**AIM OF THE EXERCISE:** Your answer must be the full set of entries, reproduced exactly.

**DATASET CONTENT:**
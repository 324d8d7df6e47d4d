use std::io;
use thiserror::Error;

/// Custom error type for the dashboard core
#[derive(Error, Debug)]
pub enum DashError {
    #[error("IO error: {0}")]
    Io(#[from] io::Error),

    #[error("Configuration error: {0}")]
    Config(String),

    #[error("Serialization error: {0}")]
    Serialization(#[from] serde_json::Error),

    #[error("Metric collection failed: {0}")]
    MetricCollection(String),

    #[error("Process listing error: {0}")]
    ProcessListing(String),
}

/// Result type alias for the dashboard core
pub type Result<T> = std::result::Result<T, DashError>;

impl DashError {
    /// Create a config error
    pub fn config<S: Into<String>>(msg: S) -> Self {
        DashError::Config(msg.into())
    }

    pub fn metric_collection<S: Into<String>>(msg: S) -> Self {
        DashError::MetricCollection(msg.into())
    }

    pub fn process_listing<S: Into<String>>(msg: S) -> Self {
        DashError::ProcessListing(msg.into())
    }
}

**YOUR SOLUTION:**
repository 324d8d7df6e47d4d
use std::io;
use thiserror::Error;

/// Custom error type for the dashboard core
#[derive(Error, Debug)]
pub enum DashError {
    #[error("IO error: {0}")]
    Io(#[from] io::Error),

    #[error("Configuration error: {0}")]
    Config(String),

    #[error("Serialization error: {0}")]
    Serialization(#[from] serde_json::Error),

    #[error("Metric collection failed: {0}")]
    MetricCollection(String),

    #[error("Process listing error: {0}")]
    ProcessListing(String),
}

/// Result type alias for the dashboard core
pub type Result<T> = std::result::Result<T, DashError>;

impl DashError {
    /// Create a config error
    pub fn config<S: Into<String>>(msg: S) -> Self {
        DashError::Config(msg.into())
    }

    pub fn metric_collection<S: Into<String>>(msg: S) -> Self {
        DashError::MetricCollection(msg.into())
    }

    pub fn process_listing<S: Into<String>>(msg: S) -> Self {
        DashError::ProcessListing(msg.into())
    }
}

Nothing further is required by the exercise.